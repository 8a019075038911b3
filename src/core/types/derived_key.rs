//! `DerivedKey` - The output of a password derivation.
//!
//! Stored form: uppercase hex, two characters per byte, no separators.

use core::fmt::{self, Debug, Display};

use zeroize::Zeroize;

use crate::core::encoding::{hash_to_hex, hex_to_hash};
use crate::core::error::PwkitError;

/// A derived key (password hash) produced by the PBKDF2 engine.
///
/// The key has no lifecycle of its own: it is recomputed on demand for
/// comparison and never cached by the toolkit.
///
/// # Security
///
/// - Key material is zeroized on drop
/// - `Debug` output redacts the key
/// - Equality comparison uses constant-time comparison
///
/// # Example
///
/// ```rust
/// use pwkit::DerivedKey;
///
/// let key = DerivedKey::new(vec![0xDE, 0xAD, 0xBE, 0xEF]);
///
/// // Serialize for storage
/// let stored = key.to_string();
/// assert_eq!(stored, "DEADBEEF");
///
/// // Parse back from storage
/// let parsed = DerivedKey::try_from(stored.as_str()).expect("valid hex");
/// assert_eq!(parsed, key);
/// ```
#[derive(Clone, Zeroize)]
#[zeroize(drop)]
pub struct DerivedKey {
    key: Vec<u8>,
}

impl DerivedKey {
    /// Creates a `DerivedKey` from raw key bytes.
    #[must_use]
    pub fn new(key: Vec<u8>) -> Self {
        Self { key }
    }

    /// Returns a reference to the raw key bytes.
    #[must_use]
    pub fn as_bytes(&self) -> &[u8] {
        &self.key
    }

    /// Length of the key in bytes.
    #[must_use]
    pub fn len(&self) -> usize {
        self.key.len()
    }

    /// Whether the key is empty.
    #[must_use]
    pub fn is_empty(&self) -> bool {
        self.key.is_empty()
    }

    /// Consumes the `DerivedKey` and returns the raw key bytes.
    ///
    /// The caller takes over responsibility for scrubbing the material.
    #[must_use]
    pub fn into_bytes(mut self) -> Vec<u8> {
        core::mem::take(&mut self.key)
    }
}

impl From<Vec<u8>> for DerivedKey {
    fn from(key: Vec<u8>) -> Self {
        Self::new(key)
    }
}

impl AsRef<[u8]> for DerivedKey {
    fn as_ref(&self) -> &[u8] {
        &self.key
    }
}

// =============================================================================
// Display (serialization to uppercase hex)
// =============================================================================

impl Display for DerivedKey {
    fn fmt(&self, f: &mut fmt::Formatter<'_>) -> fmt::Result {
        write!(f, "{}", hash_to_hex(&self.key))
    }
}

// =============================================================================
// Debug (security: don't expose key material)
// =============================================================================

impl Debug for DerivedKey {
    fn fmt(&self, f: &mut fmt::Formatter<'_>) -> fmt::Result {
        f.debug_struct("DerivedKey")
            .field("len", &self.key.len())
            .field("key", &"[REDACTED]")
            .finish()
    }
}

// =============================================================================
// TryFrom (parsing from stored hex)
// =============================================================================

impl TryFrom<&str> for DerivedKey {
    type Error = PwkitError;

    fn try_from(hex_str: &str) -> Result<Self, Self::Error> {
        Ok(Self::new(hex_to_hash(hex_str)?))
    }
}

impl TryFrom<String> for DerivedKey {
    type Error = PwkitError;

    fn try_from(hex_str: String) -> Result<Self, Self::Error> {
        Self::try_from(hex_str.as_str())
    }
}

// =============================================================================
// PartialEq (constant-time)
// =============================================================================

impl PartialEq for DerivedKey {
    fn eq(&self, other: &Self) -> bool {
        use subtle::ConstantTimeEq;
        self.key.ct_eq(&other.key).into()
    }
}

impl Eq for DerivedKey {}
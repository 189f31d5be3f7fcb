//! Golden expectation records.
//!
//! A golden file holds one record per line:
//!
//! ```text
//! expected|width|label|description
//! ```
//!
//! Record *i* is compared against output line *i*. Records are parsed lazily
//! by the checker, so a malformed record past the end of the output is never
//! looked at.

use std::fmt;

/// Separator between the four fields of a record.
pub const FIELD_SEPARATOR: char = '|';

/// How a raw output line is decoded before comparison.
#[derive(Debug, Clone, PartialEq, Eq, Hash)]
pub enum Width {
    /// `h`: the line is compared verbatim.
    Half,
    /// `x`: a 16-bit bus, value bytes interleaved with zero bytes.
    Word,
    /// `d`: reserved for a 32-bit bus.
    Double,
    /// `q`: reserved for a 64-bit bus.
    Quad,
    /// Any other code. Parsed so the checker can reject it as unimplemented.
    Other(String),
}

impl Width {
    /// Parses a width code. Only the exact single-letter codes are known.
    pub fn from_code(code: &str) -> Self {
        match code {
            "h" => Width::Half,
            "x" => Width::Word,
            "d" => Width::Double,
            "q" => Width::Quad,
            other => Width::Other(other.to_string()),
        }
    }

    pub fn code(&self) -> &str {
        match self {
            Width::Half => "h",
            Width::Word => "x",
            Width::Double => "d",
            Width::Quad => "q",
            Width::Other(code) => code,
        }
    }
}

impl fmt::Display for Width {
    fn fmt(&self, f: &mut fmt::Formatter<'_>) -> fmt::Result {
        write!(f, "{}", self.code())
    }
}

/// One line of a golden file.
#[derive(Debug, Clone, PartialEq, Eq)]
pub struct ExpectationRecord {
    pub expected: String,
    pub width: Width,
    pub label: String,
    pub description: String,
}

impl ExpectationRecord {
    /// Parses a single golden line. The error is a human-readable reason,
    /// the caller attaches file and line information.
    pub fn parse(line: &str) -> Result<Self, String> {
        let fields: Vec<&str> = line.split(FIELD_SEPARATOR).collect();
        let [expected, width, label, description] = fields[..] else {
            return Err(format!("expected 4 fields, found {}", fields.len()));
        };
        Ok(ExpectationRecord {
            expected: expected.to_string(),
            width: Width::from_code(width),
            label: label.to_string(),
            description: description.to_string(),
        })
    }
}

fn is_line_boundary(ch: char) -> bool {
    matches!(
        ch,
        '\n' | '\r'
            | '\x0b'
            | '\x0c'
            | '\x1c'
            | '\x1d'
            | '\x1e'
            | '\u{85}'
            | '\u{2028}'
            | '\u{2029}'
    )
}

/// Splits text into lines on every universal line boundary.
///
/// `\r\n` counts as one boundary and a trailing boundary does not yield an
/// empty last line. NUL is an ordinary character here, which matters for
/// interleaved `x` output.
pub fn split_lines(text: &str) -> Vec<&str> {
    let mut lines = Vec::new();
    let mut start = 0;
    let mut chars = text.char_indices().peekable();
    while let Some((idx, ch)) = chars.next() {
        if !is_line_boundary(ch) {
            continue;
        }
        lines.push(&text[start..idx]);
        let mut end = idx + ch.len_utf8();
        if ch == '\r' {
            if let Some(&(next, '\n')) = chars.peek() {
                chars.next();
                end = next + 1;
            }
        }
        start = end;
    }
    if start < text.len() {
        lines.push(&text[start..]);
    }
    lines
}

Work item
Reply with the complete data above, every character as it stands.

Finished exercise
repository 8a019075038911b3
filename src/core/types/derived_key.rs
//! `DerivedKey` - The output of a password derivation.
//!
//! Stored form: uppercase hex, two characters per byte, no separators.

use core::fmt::{self, Debug, Display};

use zeroize::Zeroize;

use crate::core::encoding::{hash_to_hex, hex_to_hash};
use crate::core::error::PwkitError;

/// A derived key (password hash) produced by the PBKDF2 engine.
///
/// The key has no lifecycle of its own: it is recomputed on demand for
/// comparison and never cached by the toolkit.
///
/// # Security
///
/// - Key material is zeroized on drop
/// - `Debug` output redacts the key
/// - Equality comparison uses constant-time comparison
///
/// # Example
///
/// ```rust
/// use pwkit::DerivedKey;
///
/// let key = DerivedKey::new(vec![0xDE, 0xAD, 0xBE, 0xEF]);
///
/// // Serialize for storage
/// let stored = key.to_string();
/// assert_eq!(stored, "DEADBEEF");
///
/// // Parse back from storage
/// let parsed = DerivedKey::try_from(stored.as_str()).expect("valid hex");
/// assert_eq!(parsed, key);
/// ```
#[derive(Clone, Zeroize)]
#[zeroize(drop)]
pub struct DerivedKey {
    key: Vec<u8>,
}

impl DerivedKey {
    /// Creates a `DerivedKey` from raw key bytes.
    #[must_use]
    pub fn new(key: Vec<u8>) -> Self {
        Self { key }
    }

    /// Returns a reference to the raw key bytes.
    #[must_use]
    pub fn as_bytes(&self) -> &[u8] {
        &self.key
    }

    /// Length of the key in bytes.
    #[must_use]
    pub fn len(&self) -> usize {
        self.key.len()
    }

    /// Whether the key is empty.
    #[must_use]
    pub fn is_empty(&self) -> bool {
        self.key.is_empty()
    }

    /// Consumes the `DerivedKey` and returns the raw key bytes.
    ///
    /// The caller takes over responsibility for scrubbing the material.
    #[must_use]
    pub fn into_bytes(mut self) -> Vec<u8> {
        core::mem::take(&mut self.key)
    }
}

impl From<Vec<u8>> for DerivedKey {
    fn from(key: Vec<u8>) -> Self {
        Self::new(key)
    }
}

impl AsRef<[u8]> for DerivedKey {
    fn as_ref(&self) -> &[u8] {
        &self.key
    }
}

// =============================================================================
// Display (serialization to uppercase hex)
// =============================================================================

impl Display for DerivedKey {
    fn fmt(&self, f: &mut fmt::Formatter<'_>) -> fmt::Result {
        write!(f, "{}", hash_to_hex(&self.key))
    }
}

// =============================================================================
// Debug (security: don't expose key material)
// =============================================================================

impl Debug for DerivedKey {
    fn fmt(&self, f: &mut fmt::Formatter<'_>) -> fmt::Result {
        f.debug_struct("DerivedKey")
            .field("len", &self.key.len())
            .field("key", &"[REDACTED]")
            .finish()
    }
}

// =============================================================================
// TryFrom (parsing from stored hex)
// =============================================================================

impl TryFrom<&str> for DerivedKey {
    type Error = PwkitError;

    fn try_from(hex_str: &str) -> Result<Self, Self::Error> {
        Ok(Self::new(hex_to_hash(hex_str)?))
    }
}

impl TryFrom<String> for DerivedKey {
    type Error = PwkitError;

    fn try_from(hex_str: String) -> Result<Self, Self::Error> {
        Self::try_from(hex_str.as_str())
    }
}

// =============================================================================
// PartialEq (constant-time)
// =============================================================================

impl PartialEq for DerivedKey {
    fn eq(&self, other: &Self) -> bool {
        use subtle::ConstantTimeEq;
        self.key.ct_eq(&other.key).into()
    }
}

impl Eq for DerivedKey {}
repository 189f31d5be3f7fcb
//! Golden expectation records.
//!
//! A golden file holds one record per line:
//!
//! ```text
//! expected|width|label|description
//! ```
//!
//! Record *i* is compared against output line *i*. Records are parsed lazily
//! by the checker, so a malformed record past the end of the output is never
//! looked at.

use std::fmt;

/// Separator between the four fields of a record.
pub const FIELD_SEPARATOR: char = '|';

/// How a raw output line is decoded before comparison.
#[derive(Debug, Clone, PartialEq, Eq, Hash)]
pub enum Width {
    /// `h`: the line is compared verbatim.
    Half,
    /// `x`: a 16-bit bus, value bytes interleaved with zero bytes.
    Word,
    /// `d`: reserved for a 32-bit bus.
    Double,
    /// `q`: reserved for a 64-bit bus.
    Quad,
    /// Any other code. Parsed so the checker can reject it as unimplemented.
    Other(String),
}

impl Width {
    /// Parses a width code. Only the exact single-letter codes are known.
    pub fn from_code(code: &str) -> Self {
        match code {
            "h" => Width::Half,
            "x" => Width::Word,
            "d" => Width::Double,
            "q" => Width::Quad,
            other => Width::Other(other.to_string()),
        }
    }

    pub fn code(&self) -> &str {
        match self {
            Width::Half => "h",
            Width::Word => "x",
            Width::Double => "d",
            Width::Quad => "q",
            Width::Other(code) => code,
        }
    }
}

impl fmt::Display for Width {
    fn fmt(&self, f: &mut fmt::Formatter<'_>) -> fmt::Result {
        write!(f, "{}", self.code())
    }
}

/// One line of a golden file.
#[derive(Debug, Clone, PartialEq, Eq)]
pub struct ExpectationRecord {
    pub expected: String,
    pub width: Width,
    pub label: String,
    pub description: String,
}

impl ExpectationRecord {
    /// Parses a single golden line. The error is a human-readable reason,
    /// the caller attaches file and line information.
    pub fn parse(line: &str) -> Result<Self, String> {
        let fields: Vec<&str> = line.split(FIELD_SEPARATOR).collect();
        let [expected, width, label, description] = fields[..] else {
            return Err(format!("expected 4 fields, found {}", fields.len()));
        };
        Ok(ExpectationRecord {
            expected: expected.to_string(),
            width: Width::from_code(width),
            label: label.to_string(),
            description: description.to_string(),
        })
    }
}

fn is_line_boundary(ch: char) -> bool {
    matches!(
        ch,
        '\n' | '\r'
            | '\x0b'
            | '\x0c'
            | '\x1c'
            | '\x1d'
            | '\x1e'
            | '\u{85}'
            | '\u{2028}'
            | '\u{2029}'
    )
}

/// Splits text into lines on every universal line boundary.
///
/// `\r\n` counts as one boundary and a trailing boundary does not yield an
/// empty last line. NUL is an ordinary character here, which matters for
/// interleaved `x` output.
pub fn split_lines(text: &str) -> Vec<&str> {
    let mut lines = Vec::new();
    let mut start = 0;
    let mut chars = text.char_indices().peekable();
    while let Some((idx, ch)) = chars.next() {
        if !is_line_boundary(ch) {
            continue;
        }
        lines.push(&text[start..idx]);
        let mut end = idx + ch.len_utf8();
        if ch == '\r' {
            if let Some(&(next, '\n')) = chars.peek() {
                chars.next();
                end = next + 1;
            }
        }
        start = end;
    }
    if start < text.len() {
        lines.push(&text[start..]);
    }
    lines
}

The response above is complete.